While her 20-plus books cover a wide array of topics — including the opening of Japan to the Western World by Commodore Perry, the California Gold Rush, the women’s rights movement, the building of the first transcontinental railroad, and the Lewis and Clark expedition — she had the same goal in writing each one: to share the stories of significant figures and events throughout American history in a way that would engage older children and adults.
Her exciting adventure stories are based on facts she has garnered through years of research. The colorful language and fascinating details she uses to tell her stories are complemented by illustrated historical materials, which Rhoda also researched and selected.
The themes and titles of her books reflect Rhoda’s own interests and experiences. Among her celebrated works of literature are Shipwrecked!, The Incredible Journey of Lewis & Clark,The Great American Gold Rush, The Remarkable Voyages of Captain Cook, and Commodore Perry in the Land of the Shogun, a Newbery Honor Book, which also won the Boston Globe/Horn Book Award and the Golden Kite Award. She is also the winner of the Washington Post/Children’s Book Guild Award for her overall contribution to nonfiction and the Orbis Pictus Award for Outstanding Non-Fiction for Children.

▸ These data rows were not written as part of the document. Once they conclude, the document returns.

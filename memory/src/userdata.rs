//! Userdata slots: the heap-side half of a bound host instance.
//!
//! A slot records where the native object lives, which host type it is, and
//! whether the VM owns it. Only [`Ownership::Owned`] slots ever run the
//! native destructor, and they run it from `Drop`, so a slot that is swept
//! (or a heap that is dropped) destroys its payload exactly once.

use std::any::TypeId;
use std::fmt;
use std::mem;
use std::ptr::NonNull;

/// Ownership discriminant, fixed at bind time.
pub enum Ownership {
    /// The VM constructed the object on behalf of a script and frees it on
    /// reclamation.
    Owned { drop_fn: unsafe fn(NonNull<()>) },
    /// Host code owns the object; the slot is an address only.
    Borrowed,
}

impl fmt::Debug for Ownership {
    fn fmt(&self, f: &mut fmt::Formatter<'_>) -> fmt::Result {
        match self {
            Ownership::Owned { .. } => f.write_str("Owned"),
            Ownership::Borrowed => f.write_str("Borrowed"),
        }
    }
}

unsafe fn drop_boxed<T>(ptr: NonNull<()>) {
    drop(Box::from_raw(ptr.cast::<T>().as_ptr()));
}

pub struct UserData {
    /// Index into the VM's type registry.
    pub type_index: u32,
    pub type_id: TypeId,
    pub address: NonNull<()>,
    /// `false` for instances bound through a shared reference.
    pub mutable: bool,
    pub zero_sized: bool,
    ownership: Ownership,
}

impl UserData {
    /// Moves `value` to its own allocation and takes ownership of it.
    pub fn owned<T: 'static>(type_index: u32, value: T) -> Self {
        let raw = Box::into_raw(Box::new(value));
        // Box::into_raw never returns null.
        let address = unsafe { NonNull::new_unchecked(raw) }.cast::<()>();
        Self {
            type_index,
            type_id: TypeId::of::<T>(),
            address,
            mutable: true,
            zero_sized: mem::size_of::<T>() == 0,
            ownership: Ownership::Owned {
                drop_fn: drop_boxed::<T>,
            },
        }
    }

    /// Wraps a host-owned object without taking ownership.
    ///
    /// # Safety
    ///
    /// `ptr` must stay valid for as long as any value referring to this slot
    /// is reachable from the VM, and must not be aliased by a live `&mut`
    /// while the VM dereferences it. When `mutable` is true the VM may hand
    /// out exclusive references to the referent.
    pub unsafe fn borrowed<T: 'static>(type_index: u32, ptr: NonNull<T>, mutable: bool) -> Self {
        Self {
            type_index,
            type_id: TypeId::of::<T>(),
            address: ptr.cast(),
            mutable,
            zero_sized: mem::size_of::<T>() == 0,
            ownership: Ownership::Borrowed,
        }
    }

    pub fn ownership(&self) -> &Ownership {
        &self.ownership
    }

    pub fn is_owned(&self) -> bool {
        matches!(self.ownership, Ownership::Owned { .. })
    }

    /// Identity test: same host type at the same native address.
    ///
    /// A borrowed slot's address comes from the host reference, so it is the
    /// identity even for zero-sized types. An owned zero-sized payload sits
    /// at a dangling address shared by every such box; those slots are only
    /// the same instance through the same heap handle, which callers compare.
    pub fn same_instance(&self, other: &UserData) -> bool {
        if self.type_id != other.type_id || self.address != other.address {
            return false;
        }
        !self.zero_sized || (!self.is_owned() && !other.is_owned())
    }

    /// Typed view of the native address, if this slot holds a `T`.
    pub fn downcast_ptr<T: 'static>(&self) -> Option<NonNull<T>> {
        if self.type_id == TypeId::of::<T>() {
            Some(self.address.cast())
        } else {
            None
        }
    }

    pub fn address(&self) -> usize {
        self.address.as_ptr() as usize
    }
}

impl Drop for UserData {
    fn drop(&mut self) {
        if let Ownership::Owned { drop_fn } = self.ownership {
            // Only Owned slots were produced by Box::into_raw.
            unsafe { drop_fn(self.address) };
        }
    }
}

impl fmt::Debug for UserData {
    fn fmt(&self, f: &mut fmt::Formatter<'_>) -> fmt::Result {
        f.debug_struct("UserData")
            .field("type_index", &self.type_index)
            .field("address", &format_args!("{:#x}", self.address()))
            .field("mutable", &self.mutable)
            .field("ownership", &self.ownership)
            .finish()
    }
}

Born and raised in Brooklyn, Rhoda chose Adelphi College because her father wanted his youngest daughter to pursue her college degree close to home. Her sister, Cynthia Shapiro, also attended Adelphi five years ahead of her.
Rhoda was involved in a number of student organizations during her Adelphi years, including the Philosophy Club, an honors society; and Round Table, the honorary English society. She also joined the sorority Alpha Epsilon Phi, where she developed lifelong friendships with sorority sisters Gladys Greenberg, Mimi Siegmeister, Rosalie (“Mickey”) Brown, Betty Amerling, Norma Gorschen, and Estelle Fuchs. After graduating from Adelphi College, the “AE Phi families” remained the best of friends. They continue to reunite once or twice a year even now.
Rhoda still lives at Faraway Farm in Yorktown Heights, New York. Her husband, Gerald, died in 2009 after 65 years of marriage, and she is now surrounded by her son, three daughters, nine grandchildren, and three great-grandchildren.